[Dataset entries]
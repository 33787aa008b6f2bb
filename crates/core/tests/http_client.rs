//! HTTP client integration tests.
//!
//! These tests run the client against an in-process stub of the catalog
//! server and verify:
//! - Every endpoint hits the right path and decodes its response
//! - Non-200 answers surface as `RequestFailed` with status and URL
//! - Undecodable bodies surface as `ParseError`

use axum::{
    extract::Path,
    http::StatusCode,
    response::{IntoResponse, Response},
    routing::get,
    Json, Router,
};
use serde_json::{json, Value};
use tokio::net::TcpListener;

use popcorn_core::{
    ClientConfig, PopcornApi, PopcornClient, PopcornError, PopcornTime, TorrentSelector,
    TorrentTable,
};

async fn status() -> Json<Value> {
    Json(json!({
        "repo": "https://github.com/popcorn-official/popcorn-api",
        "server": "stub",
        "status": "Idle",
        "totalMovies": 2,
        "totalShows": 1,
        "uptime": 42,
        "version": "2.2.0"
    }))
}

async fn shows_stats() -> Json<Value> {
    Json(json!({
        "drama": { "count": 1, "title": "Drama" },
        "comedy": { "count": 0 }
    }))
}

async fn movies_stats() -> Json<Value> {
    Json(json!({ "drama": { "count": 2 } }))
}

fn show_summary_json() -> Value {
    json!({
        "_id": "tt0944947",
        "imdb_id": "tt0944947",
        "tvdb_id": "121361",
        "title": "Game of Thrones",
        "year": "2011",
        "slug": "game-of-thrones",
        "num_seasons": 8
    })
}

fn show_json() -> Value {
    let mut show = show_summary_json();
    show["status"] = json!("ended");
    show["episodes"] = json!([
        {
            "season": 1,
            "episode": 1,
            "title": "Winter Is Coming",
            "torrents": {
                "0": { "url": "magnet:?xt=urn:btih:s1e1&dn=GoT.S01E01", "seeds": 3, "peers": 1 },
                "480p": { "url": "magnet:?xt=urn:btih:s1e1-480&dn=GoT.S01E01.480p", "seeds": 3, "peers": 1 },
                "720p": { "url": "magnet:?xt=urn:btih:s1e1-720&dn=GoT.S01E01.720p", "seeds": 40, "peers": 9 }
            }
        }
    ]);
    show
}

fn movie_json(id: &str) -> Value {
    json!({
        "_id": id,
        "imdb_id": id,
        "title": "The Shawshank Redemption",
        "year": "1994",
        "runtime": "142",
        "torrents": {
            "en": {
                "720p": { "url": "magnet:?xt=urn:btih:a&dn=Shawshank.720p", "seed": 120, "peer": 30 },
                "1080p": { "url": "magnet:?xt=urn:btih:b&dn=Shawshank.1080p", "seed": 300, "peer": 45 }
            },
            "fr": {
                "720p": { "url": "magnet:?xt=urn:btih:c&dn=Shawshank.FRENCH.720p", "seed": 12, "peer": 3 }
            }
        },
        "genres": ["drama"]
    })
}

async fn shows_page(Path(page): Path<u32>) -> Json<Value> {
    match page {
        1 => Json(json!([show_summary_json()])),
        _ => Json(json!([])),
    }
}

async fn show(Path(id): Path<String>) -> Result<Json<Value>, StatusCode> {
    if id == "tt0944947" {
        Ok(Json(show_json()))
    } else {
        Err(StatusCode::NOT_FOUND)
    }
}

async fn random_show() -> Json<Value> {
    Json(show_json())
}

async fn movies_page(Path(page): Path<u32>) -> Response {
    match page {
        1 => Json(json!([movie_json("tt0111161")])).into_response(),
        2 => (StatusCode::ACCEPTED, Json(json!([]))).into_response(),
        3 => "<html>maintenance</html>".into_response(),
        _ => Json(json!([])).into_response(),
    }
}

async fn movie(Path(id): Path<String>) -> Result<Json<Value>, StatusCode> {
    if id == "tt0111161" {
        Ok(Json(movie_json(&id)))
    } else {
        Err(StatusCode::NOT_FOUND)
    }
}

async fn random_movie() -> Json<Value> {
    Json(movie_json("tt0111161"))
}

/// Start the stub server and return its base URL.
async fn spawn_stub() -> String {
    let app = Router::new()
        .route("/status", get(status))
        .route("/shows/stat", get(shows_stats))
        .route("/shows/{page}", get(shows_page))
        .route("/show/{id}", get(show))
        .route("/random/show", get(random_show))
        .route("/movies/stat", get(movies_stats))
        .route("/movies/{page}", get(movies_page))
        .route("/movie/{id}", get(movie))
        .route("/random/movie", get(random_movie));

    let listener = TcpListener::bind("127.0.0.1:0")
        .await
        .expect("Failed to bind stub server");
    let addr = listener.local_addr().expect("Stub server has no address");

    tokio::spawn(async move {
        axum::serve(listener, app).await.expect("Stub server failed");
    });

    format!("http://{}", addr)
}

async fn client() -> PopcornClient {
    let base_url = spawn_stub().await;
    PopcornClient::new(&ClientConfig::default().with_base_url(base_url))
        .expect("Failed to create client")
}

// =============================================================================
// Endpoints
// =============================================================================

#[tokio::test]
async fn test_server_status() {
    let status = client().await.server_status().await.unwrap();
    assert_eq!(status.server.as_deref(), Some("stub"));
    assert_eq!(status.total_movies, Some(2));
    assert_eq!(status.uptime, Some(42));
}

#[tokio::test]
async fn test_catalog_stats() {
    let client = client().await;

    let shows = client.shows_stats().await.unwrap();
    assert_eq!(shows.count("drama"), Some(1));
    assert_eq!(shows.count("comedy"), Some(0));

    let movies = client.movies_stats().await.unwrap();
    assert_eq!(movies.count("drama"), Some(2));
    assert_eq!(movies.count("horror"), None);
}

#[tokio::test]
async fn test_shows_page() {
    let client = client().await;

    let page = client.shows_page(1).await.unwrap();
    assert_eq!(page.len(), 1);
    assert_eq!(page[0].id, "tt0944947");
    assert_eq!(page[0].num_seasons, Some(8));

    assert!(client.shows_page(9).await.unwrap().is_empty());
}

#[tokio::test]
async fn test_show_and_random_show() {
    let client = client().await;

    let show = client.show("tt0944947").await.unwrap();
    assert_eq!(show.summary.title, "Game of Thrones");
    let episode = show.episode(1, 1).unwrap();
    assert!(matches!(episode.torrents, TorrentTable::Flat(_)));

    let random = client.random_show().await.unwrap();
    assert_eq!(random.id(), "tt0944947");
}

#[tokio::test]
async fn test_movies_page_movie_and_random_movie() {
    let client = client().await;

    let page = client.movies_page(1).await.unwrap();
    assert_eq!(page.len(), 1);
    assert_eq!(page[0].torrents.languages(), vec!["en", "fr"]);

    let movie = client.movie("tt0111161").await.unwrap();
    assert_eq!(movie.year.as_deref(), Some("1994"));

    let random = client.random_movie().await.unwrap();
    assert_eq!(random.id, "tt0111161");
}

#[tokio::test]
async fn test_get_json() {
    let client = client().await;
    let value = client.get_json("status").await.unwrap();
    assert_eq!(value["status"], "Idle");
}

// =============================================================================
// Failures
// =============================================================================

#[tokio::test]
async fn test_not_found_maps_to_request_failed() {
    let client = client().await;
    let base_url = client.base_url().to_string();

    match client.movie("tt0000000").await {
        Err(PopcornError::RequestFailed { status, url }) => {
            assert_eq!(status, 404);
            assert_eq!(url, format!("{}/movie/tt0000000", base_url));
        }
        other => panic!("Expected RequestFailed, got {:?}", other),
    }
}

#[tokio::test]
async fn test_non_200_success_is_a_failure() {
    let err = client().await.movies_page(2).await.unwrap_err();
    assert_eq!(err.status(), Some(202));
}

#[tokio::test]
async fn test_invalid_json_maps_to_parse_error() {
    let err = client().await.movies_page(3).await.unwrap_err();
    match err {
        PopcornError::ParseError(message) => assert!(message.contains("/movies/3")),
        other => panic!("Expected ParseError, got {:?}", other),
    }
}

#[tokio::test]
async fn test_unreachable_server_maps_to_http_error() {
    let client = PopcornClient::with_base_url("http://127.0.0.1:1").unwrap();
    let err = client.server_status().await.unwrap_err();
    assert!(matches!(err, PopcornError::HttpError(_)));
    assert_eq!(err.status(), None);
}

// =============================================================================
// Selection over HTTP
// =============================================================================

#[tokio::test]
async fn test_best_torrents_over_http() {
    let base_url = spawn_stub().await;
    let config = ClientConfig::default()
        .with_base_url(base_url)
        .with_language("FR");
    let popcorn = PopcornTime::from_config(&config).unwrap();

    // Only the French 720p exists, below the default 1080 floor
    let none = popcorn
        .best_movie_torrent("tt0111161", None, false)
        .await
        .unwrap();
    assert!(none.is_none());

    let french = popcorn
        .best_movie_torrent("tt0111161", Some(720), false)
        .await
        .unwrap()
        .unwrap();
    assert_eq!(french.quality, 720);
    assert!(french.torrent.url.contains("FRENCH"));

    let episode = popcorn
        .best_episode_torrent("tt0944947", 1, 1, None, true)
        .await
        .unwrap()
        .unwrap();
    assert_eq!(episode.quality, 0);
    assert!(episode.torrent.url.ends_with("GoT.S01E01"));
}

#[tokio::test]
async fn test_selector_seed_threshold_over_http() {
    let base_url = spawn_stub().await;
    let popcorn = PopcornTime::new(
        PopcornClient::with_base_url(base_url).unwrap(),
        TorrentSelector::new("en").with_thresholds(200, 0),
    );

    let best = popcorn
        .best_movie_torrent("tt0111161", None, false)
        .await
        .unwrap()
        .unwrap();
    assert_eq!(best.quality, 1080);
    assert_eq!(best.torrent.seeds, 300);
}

■ What is required:
Go through the data line by line and say how many lines contain "addr". Give the number alone.

■ Result of this exercise:
2